Task to carry out »
The records follow. Filter them to the lines that hold "anyhow".

[Source data]
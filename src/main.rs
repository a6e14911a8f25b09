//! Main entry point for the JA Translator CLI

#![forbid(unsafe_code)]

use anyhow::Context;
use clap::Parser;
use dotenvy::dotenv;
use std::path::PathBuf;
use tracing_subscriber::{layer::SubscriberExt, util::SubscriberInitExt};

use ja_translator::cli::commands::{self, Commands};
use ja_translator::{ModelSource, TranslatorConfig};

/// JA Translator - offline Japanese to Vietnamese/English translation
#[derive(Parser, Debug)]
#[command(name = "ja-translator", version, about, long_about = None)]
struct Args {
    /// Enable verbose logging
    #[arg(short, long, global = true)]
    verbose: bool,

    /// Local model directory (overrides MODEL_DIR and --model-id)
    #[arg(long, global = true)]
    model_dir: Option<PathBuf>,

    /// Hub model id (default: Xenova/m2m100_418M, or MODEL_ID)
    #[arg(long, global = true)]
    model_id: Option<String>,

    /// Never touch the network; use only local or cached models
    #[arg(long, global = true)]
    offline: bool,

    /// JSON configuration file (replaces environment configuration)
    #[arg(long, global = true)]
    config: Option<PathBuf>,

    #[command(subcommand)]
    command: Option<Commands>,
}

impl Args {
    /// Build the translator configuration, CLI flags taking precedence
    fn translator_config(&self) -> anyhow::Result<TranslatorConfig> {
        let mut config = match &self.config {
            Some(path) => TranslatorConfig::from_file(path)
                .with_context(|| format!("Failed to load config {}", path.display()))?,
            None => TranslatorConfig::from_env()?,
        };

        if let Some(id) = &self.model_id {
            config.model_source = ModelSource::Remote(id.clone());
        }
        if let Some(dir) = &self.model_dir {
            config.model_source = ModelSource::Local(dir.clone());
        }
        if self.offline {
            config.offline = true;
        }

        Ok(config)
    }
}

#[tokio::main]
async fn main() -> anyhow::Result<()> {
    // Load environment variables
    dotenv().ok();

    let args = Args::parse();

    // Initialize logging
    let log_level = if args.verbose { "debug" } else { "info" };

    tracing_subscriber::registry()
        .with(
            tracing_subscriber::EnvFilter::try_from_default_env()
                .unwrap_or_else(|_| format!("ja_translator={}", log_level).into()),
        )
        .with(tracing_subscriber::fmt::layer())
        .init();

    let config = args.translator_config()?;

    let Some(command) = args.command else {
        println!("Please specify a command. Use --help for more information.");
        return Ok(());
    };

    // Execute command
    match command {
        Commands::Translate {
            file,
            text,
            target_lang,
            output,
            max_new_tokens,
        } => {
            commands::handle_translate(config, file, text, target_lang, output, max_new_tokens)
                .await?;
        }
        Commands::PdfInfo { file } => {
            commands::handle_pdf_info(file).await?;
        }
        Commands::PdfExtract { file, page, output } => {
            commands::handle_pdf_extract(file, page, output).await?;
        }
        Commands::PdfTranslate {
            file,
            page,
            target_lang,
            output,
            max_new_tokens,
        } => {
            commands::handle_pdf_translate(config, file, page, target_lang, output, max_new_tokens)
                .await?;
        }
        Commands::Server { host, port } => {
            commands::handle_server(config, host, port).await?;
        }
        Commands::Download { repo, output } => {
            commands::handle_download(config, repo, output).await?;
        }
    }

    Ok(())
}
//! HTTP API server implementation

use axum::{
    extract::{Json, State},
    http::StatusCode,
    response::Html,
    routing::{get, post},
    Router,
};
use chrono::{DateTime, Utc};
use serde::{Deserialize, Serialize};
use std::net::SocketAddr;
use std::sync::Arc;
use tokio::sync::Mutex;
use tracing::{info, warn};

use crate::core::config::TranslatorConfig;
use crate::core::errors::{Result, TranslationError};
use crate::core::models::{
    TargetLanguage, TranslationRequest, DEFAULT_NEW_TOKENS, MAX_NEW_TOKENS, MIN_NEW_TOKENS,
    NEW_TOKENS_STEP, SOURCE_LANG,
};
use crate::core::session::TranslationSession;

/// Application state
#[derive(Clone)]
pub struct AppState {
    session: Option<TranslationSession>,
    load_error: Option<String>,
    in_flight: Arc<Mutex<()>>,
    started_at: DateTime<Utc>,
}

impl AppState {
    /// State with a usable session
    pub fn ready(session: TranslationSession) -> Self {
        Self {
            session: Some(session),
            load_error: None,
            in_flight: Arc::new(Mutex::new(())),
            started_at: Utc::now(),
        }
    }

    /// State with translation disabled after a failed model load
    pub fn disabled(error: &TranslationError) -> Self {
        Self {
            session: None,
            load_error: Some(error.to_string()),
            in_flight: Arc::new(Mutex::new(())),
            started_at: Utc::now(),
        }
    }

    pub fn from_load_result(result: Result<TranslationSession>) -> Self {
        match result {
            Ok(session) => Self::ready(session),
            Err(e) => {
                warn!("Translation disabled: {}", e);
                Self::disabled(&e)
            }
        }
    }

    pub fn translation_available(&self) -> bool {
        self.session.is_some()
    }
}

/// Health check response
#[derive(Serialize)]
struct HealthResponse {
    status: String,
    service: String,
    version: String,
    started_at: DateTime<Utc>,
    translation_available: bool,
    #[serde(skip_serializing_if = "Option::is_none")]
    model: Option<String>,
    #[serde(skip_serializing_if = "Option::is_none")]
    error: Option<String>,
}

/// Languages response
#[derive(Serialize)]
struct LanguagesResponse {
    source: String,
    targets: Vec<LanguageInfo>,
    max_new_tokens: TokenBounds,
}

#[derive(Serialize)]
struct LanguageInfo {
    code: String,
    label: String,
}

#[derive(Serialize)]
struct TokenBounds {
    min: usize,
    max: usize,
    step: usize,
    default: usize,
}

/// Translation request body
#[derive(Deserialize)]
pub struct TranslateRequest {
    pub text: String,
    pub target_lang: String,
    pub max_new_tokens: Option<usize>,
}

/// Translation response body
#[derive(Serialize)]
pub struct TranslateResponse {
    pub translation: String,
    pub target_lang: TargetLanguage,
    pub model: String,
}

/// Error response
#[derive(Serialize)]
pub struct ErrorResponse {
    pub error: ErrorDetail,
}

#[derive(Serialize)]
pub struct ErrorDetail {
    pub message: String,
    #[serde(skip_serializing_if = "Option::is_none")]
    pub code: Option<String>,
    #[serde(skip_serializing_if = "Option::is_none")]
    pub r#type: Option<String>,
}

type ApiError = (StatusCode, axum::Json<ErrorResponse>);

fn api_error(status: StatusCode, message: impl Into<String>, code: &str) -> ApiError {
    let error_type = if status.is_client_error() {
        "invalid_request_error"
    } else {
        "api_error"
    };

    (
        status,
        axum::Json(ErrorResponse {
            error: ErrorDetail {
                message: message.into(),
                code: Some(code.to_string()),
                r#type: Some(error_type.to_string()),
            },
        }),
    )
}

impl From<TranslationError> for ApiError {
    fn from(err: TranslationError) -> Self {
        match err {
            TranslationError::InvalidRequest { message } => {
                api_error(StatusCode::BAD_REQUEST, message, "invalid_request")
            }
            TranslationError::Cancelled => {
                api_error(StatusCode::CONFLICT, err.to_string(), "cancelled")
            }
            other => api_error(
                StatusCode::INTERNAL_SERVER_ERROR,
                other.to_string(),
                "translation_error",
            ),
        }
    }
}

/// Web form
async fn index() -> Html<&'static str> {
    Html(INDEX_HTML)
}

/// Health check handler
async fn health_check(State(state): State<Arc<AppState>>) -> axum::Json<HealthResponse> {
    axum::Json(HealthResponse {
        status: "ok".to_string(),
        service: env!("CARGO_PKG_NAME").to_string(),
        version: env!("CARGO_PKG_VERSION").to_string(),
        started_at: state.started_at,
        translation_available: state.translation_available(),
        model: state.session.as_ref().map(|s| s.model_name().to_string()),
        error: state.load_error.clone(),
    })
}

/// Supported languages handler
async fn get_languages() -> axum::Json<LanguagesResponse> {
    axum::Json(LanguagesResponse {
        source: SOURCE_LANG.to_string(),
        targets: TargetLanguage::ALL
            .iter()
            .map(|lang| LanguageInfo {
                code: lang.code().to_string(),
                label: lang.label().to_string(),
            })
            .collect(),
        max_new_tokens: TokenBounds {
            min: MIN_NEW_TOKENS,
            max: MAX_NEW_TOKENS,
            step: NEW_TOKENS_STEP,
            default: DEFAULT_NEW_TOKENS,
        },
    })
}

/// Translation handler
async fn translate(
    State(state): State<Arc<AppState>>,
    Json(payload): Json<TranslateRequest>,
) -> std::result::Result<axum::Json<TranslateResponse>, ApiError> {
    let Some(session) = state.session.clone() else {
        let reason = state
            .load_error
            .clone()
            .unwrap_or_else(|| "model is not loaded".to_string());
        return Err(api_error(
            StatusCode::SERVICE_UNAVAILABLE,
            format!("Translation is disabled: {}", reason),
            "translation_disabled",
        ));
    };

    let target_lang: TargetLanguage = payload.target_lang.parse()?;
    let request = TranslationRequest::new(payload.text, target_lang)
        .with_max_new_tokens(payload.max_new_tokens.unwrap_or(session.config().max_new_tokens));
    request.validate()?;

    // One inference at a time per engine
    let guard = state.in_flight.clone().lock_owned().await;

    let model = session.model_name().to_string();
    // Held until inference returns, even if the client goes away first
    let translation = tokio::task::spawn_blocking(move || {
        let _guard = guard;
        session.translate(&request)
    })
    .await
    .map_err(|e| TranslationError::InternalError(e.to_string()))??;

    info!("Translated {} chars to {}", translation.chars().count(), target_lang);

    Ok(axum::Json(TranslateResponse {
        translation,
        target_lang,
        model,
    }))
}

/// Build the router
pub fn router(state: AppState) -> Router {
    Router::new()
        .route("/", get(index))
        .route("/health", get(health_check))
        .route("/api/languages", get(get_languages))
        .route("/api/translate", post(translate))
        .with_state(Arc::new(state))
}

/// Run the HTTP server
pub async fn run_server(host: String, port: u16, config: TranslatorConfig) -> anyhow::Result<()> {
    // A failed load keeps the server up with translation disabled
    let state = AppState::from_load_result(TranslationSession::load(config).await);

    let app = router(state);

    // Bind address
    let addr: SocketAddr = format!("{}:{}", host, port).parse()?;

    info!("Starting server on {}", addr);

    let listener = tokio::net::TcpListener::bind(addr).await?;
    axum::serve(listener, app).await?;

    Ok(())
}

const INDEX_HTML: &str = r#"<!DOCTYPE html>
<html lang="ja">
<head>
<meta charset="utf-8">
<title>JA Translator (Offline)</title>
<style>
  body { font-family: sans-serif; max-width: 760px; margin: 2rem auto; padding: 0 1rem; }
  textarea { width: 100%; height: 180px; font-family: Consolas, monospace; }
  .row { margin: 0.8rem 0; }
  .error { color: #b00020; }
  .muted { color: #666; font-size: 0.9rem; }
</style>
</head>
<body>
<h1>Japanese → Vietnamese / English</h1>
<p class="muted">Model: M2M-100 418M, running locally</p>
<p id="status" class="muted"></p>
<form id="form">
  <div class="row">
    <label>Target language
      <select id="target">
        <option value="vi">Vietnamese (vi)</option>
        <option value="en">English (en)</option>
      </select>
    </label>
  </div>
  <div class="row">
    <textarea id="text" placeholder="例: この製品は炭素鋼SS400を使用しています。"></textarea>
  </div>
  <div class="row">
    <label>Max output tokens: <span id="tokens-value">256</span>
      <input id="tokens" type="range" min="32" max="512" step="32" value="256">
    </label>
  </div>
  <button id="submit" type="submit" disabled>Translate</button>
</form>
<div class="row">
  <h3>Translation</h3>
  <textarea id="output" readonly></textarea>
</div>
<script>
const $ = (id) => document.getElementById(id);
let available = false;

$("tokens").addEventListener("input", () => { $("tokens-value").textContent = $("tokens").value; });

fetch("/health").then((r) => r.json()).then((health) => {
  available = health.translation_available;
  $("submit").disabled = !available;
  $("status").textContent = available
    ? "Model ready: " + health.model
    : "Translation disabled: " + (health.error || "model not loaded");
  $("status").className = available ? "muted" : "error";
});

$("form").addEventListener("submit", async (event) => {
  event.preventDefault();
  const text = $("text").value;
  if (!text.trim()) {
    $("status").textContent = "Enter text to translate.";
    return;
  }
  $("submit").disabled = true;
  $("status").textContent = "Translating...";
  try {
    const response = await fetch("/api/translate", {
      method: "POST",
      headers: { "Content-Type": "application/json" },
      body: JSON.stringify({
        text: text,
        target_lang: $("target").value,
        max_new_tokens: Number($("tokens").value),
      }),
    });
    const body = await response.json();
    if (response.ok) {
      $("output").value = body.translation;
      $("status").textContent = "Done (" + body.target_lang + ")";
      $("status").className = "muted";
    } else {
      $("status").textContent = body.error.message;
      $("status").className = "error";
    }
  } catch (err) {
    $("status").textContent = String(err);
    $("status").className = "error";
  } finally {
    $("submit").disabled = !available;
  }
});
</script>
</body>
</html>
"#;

Result below »
use anyhow::Context;
    fn translator_config(&self) -> anyhow::Result<TranslatorConfig> {
async fn main() -> anyhow::Result<()> {
pub async fn run_server(host: String, port: u16, config: TranslatorConfig) -> anyhow::Result<()> {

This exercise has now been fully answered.